ーーその女を愛せるのは、多分あんたしかいない。
老婆の声が頭に響き、彼の手は静止する。
「愛せる」
勇希はその言葉に何か引っかかるものを感じ、ゴミ箱から手を引っ込めた。たしかに自分は不誠実な目で彼女を見てきたが、本当に全てがそうだったのか。一生懸命記憶を辿ると、彼女の髪を褒めた瞬間が浮かんだ。あの時、拒絶されてしまったけれど、彼女を喜ばせたいだけだった。女の子の髪を褒めるなんて、そんな恥ずかしいことは普通できない。しかし、結花のためなら勇気が持てた。勇希は、彼女のためなら何だってできたのだ。
「俺は、朝霧さんを愛してたんだ」
性欲の中に隠れてしまっていた誠実な自分に気がつき、勇希は途端に涙を流した。彼は、結花との関わりを通して愛を知った。女の子に何かしてあげたいと思ったのは初めてだったのだ。勇希は想いを伝えたい気持ちに駆られ、辺りをキョロキョロ見回した。今すぐにでも伝えなければ、もう二度と機会は無いんじゃないか。しかし、突然結花の酷いしかめっ面と金切り声が脳裏をよぎり、萎縮してしまう。怖くて仕方がない。拒絶されたらどうしよう。そして、勇希はポケットにノートの切れ端を収め、昇降口へとトボトボ歩いた。アールストレートの少女はそんな彼の様子を廊下の角から見守っていた。
放課後、勇希は結花の教室を見に行くために歩いていた。そして、自販機で買ったイチゴ牛乳をポケットの中でいじりながら、昔の思い出にふける。小さい頃、よく臍を曲げることがあり、そんな時に母親がイチゴ牛乳を買ってくれたのだ。イチゴ牛乳を飲むと元気になる。結花もまた同じように喜ぶはずだと勇希は自分に言い聞かせた。
「朝霧さんだ」
例の教室には、残って勉強をしている人がちらほらといた。そして、窓際席に結花の姿があった。窓から差し込むオレンジの光に照らされる彼女の櫛でとかされた髪は、若干茶色っぽく艶やかに輝いている。

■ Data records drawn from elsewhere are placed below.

use std::thread;
use std::time::Duration;

use anyhow::Context;
use base64::engine::general_purpose::STANDARD as BASE64;
use base64::Engine as _;
use serde_json::{json, Value};
use thiserror::Error;
use tracing::{debug, info, warn};

use crate::error::MockupError;
use crate::reference::ReferenceImage;
use crate::settings::GeminiSettings;

/// Candidates requested per submission so the caller can pick one.
pub const PARALLEL_GENERATIONS: usize = 2;

/// Used when the service omits the media type of an inline image.
pub const DEFAULT_IMAGE_MEDIA_TYPE: &str = "image/jpeg";

/// A generated image as returned by the service, still base64-encoded.
#[derive(Clone, PartialEq, Eq)]
pub struct ImageRef {
    pub media_type: String,
    pub data: String,
}

impl std::fmt::Debug for ImageRef {
    fn fmt(&self, f: &mut std::fmt::Formatter<'_>) -> std::fmt::Result {
        f.debug_struct("ImageRef")
            .field("media_type", &self.media_type)
            .field("data_len", &self.data.len())
            .finish()
    }
}

impl ImageRef {
    pub fn to_data_uri(&self) -> String {
        format!("data:{};base64,{}", self.media_type, self.data)
    }

    pub fn decode(&self) -> anyhow::Result<Vec<u8>> {
        BASE64
            .decode(self.data.as_bytes())
            .context("image base64 decode failed")
    }

    pub fn extension(&self) -> &'static str {
        match self.media_type.to_ascii_lowercase().as_str() {
            "image/png" => "png",
            "image/jpeg" | "image/jpg" => "jpg",
            "image/webp" => "webp",
            "image/gif" => "gif",
            _ => "bin",
        }
    }
}

/// One outbound `generateContent` call.
#[derive(Debug, Clone, Copy)]
pub struct TransportCall<'a> {
    pub endpoint: &'a str,
    pub api_key: &'a str,
    pub payload: &'a Value,
    pub timeout: Option<Duration>,
}

#[derive(Debug, Error)]
pub enum TransportError {
    #[error("credential rejected ({status}): {body}")]
    Credential { status: u16, body: String },

    #[error("request failed ({status}): {body}")]
    Status { status: u16, body: String },

    #[error("request failed: {0}")]
    Network(#[from] reqwest::Error),

    #[error("invalid response payload: {0}")]
    InvalidPayload(String),
}

impl TransportError {
    pub fn is_credential(&self) -> bool {
        matches!(self, Self::Credential { .. })
    }
}

pub trait ImageTransport: Send + Sync {
    fn generate_content(&self, call: &TransportCall<'_>) -> Result<Value, TransportError>;
}

/// The reference image, when present, goes before the prompt text.
pub fn build_payload(prompt: &str, reference: Option<&ReferenceImage>) -> Value {
    let mut parts = Vec::with_capacity(2);
    if let Some(reference) = reference {
        parts.push(reference.to_inline_part());
    }
    parts.push(json!({ "text": prompt }));
    json!({
        "contents": [{
            "role": "user",
            "parts": parts,
        }],
        "generationConfig": {
            "responseModalities": ["IMAGE"],
        },
    })
}

pub fn extract_first_image(response: &Value) -> Option<ImageRef> {
    let candidates = response.get("candidates")?.as_array()?;
    candidates
        .iter()
        .filter_map(|candidate| candidate.get("content")?.get("parts")?.as_array())
        .flatten()
        .find_map(|part| {
            let inline = part.get("inlineData").or_else(|| part.get("inline_data"))?;
            let data = inline.get("data").and_then(Value::as_str)?.trim();
            if data.is_empty() {
                return None;
            }
            let media_type = inline
                .get("mimeType")
                .or_else(|| inline.get("mime_type"))
                .and_then(Value::as_str)
                .map(str::trim)
                .filter(|value| !value.is_empty())
                .unwrap_or(DEFAULT_IMAGE_MEDIA_TYPE);
            Some(ImageRef {
                media_type: media_type.to_string(),
                data: data.to_string(),
            })
        })
}

pub struct GenerationClient {
    settings: GeminiSettings,
    transport: Box<dyn ImageTransport>,
}

impl GenerationClient {
    pub fn new<T: ImageTransport + 'static>(settings: GeminiSettings, transport: T) -> Self {
        Self {
            settings,
            transport: Box::new(transport),
        }
    }

    pub fn settings(&self) -> &GeminiSettings {
        &self.settings
    }

    /// Issues [`PARALLEL_GENERATIONS`] identical requests concurrently and
    /// returns one image per request, or a single error if any request fails.
    pub fn generate(
        &self,
        prompt: &str,
        reference: Option<&ReferenceImage>,
    ) -> Result<Vec<ImageRef>, MockupError> {
        let Some(api_key) = self
            .settings
            .api_key
            .as_deref()
            .map(str::trim)
            .filter(|key| !key.is_empty())
        else {
            warn!("no API key configured; generation skipped");
            return Err(MockupError::invalid_credentials());
        };

        let payload = build_payload(prompt, reference);
        let endpoint = self.settings.endpoint();
        let call = TransportCall {
            endpoint: &endpoint,
            api_key,
            payload: &payload,
            timeout: self.settings.request_timeout,
        };
        info!(
            model = %self.settings.model,
            branches = PARALLEL_GENERATIONS,
            has_reference = reference.is_some(),
            "requesting mockup images"
        );

        let transport = self.transport.as_ref();
        let outcomes = thread::scope(|scope| {
            let handles = (0..PARALLEL_GENERATIONS)
                .map(|branch| {
                    scope.spawn(move || {
                        debug!(branch, "generation branch started");
                        transport.generate_content(&call)
                    })
                })
                .collect::<Vec<_>>();
            handles
                .into_iter()
                .map(|handle| {
                    handle.join().unwrap_or_else(|_| {
                        Err(TransportError::InvalidPayload(
                            "generation branch panicked".to_string(),
                        ))
                    })
                })
                .collect::<Vec<_>>()
        });

        collect_images(outcomes)
    }
}

fn collect_images(
    outcomes: Vec<Result<Value, TransportError>>,
) -> Result<Vec<ImageRef>, MockupError> {
    if let Some(err) = outcomes
        .iter()
        .filter_map(|outcome| outcome.as_ref().err())
        .find(|err| err.is_credential())
    {
        warn!(error = %err, "service rejected the API key");
        return Err(MockupError::invalid_credentials());
    }

    let mut images = Vec::with_capacity(outcomes.len());
    for (branch, outcome) in outcomes.into_iter().enumerate() {
        let response = match outcome {
            Ok(response) => response,
            Err(err) => {
                warn!(branch, error = %err, "generation branch failed");
                return Err(MockupError::Generation(format!(
                    "Image generation failed: {err}"
                )));
            }
        };
        let Some(image) = extract_first_image(&response) else {
            warn!(branch, "response did not contain image data");
            return Err(MockupError::missing_image_data());
        };
        if let Err(err) = image.decode() {
            warn!(branch, error = %err, "response image data is not valid base64");
            return Err(MockupError::missing_image_data());
        }
        images.push(image);
    }
    Ok(images)
}

#[cfg(test)]
pub(crate) mod testing {
    use std::sync::atomic::{AtomicUsize, Ordering};
    use std::sync::{Arc, Mutex};

    use serde_json::{json, Value};

    use super::{ImageTransport, TransportCall, TransportError};

    pub(crate) fn image_response(media_type: Option<&str>, data: &str) -> Value {
        let mut inline = json!({ "data": data });
        if let Some(media_type) = media_type {
            inline["mimeType"] = json!(media_type);
        }
        json!({
            "candidates": [{
                "content": { "parts": [{ "inlineData": inline }] }
            }]
        })
    }

    /// Replays scripted outcomes in call order and records every payload.
    #[derive(Clone, Default)]
    pub(crate) struct ScriptedTransport {
        pub(crate) calls: Arc<AtomicUsize>,
        pub(crate) payloads: Arc<Mutex<Vec<Value>>>,
        script: Arc<Mutex<Vec<Result<Value, TransportError>>>>,
    }

    impl ScriptedTransport {
        pub(crate) fn new(script: Vec<Result<Value, TransportError>>) -> Self {
            Self {
                script: Arc::new(Mutex::new(script)),
                ..Self::default()
            }
        }

        pub(crate) fn call_count(&self) -> usize {
            self.calls.load(Ordering::SeqCst)
        }
    }

    impl ImageTransport for ScriptedTransport {
        fn generate_content(&self, call: &TransportCall<'_>) -> Result<Value, TransportError> {
            self.calls.fetch_add(1, Ordering::SeqCst);
            self.payloads
                .lock()
                .expect("payload lock")
                .push(call.payload.clone());
            let mut script = self.script.lock().expect("script lock");
            if script.is_empty() {
                return Err(TransportError::InvalidPayload("script exhausted".to_string()));
            }
            script.remove(0)
        }
    }
}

勇希はポケットの中に収まるイチゴ牛乳から凄い圧を感じ、肩を縮めた。結花が美しいほどに勇希の心は不安に満たされていくのだ。勇希がその場を動けずにいると、廊下から長身の男がポケットに手を入れて歩いてきた。勇希は振り向くと彼が木島秋人だと一瞬でわかり、恐れを感じた。秋人は怯える勇希の瞳を確認すると、意地悪そうに口元を緩ませて教室に入る。悪い予感が走り、勇希は一生懸命耳を澄ますと、男と女の話し声が聞こえた。女の方は明らかに結花の声で相手の男が秋人だと確信した。しばらく会話を聞いていたが、勇希は堪えを切らして歩き出す。教室の扉を通り過ぎる時に二人の様子が見え、女の子の方は柔らかい表情で笑っていた。勇希の頭にはいつまでも彼女の笑顔が消えず、ポケットのイチゴ牛乳に手が触れないように廊下を歩いた。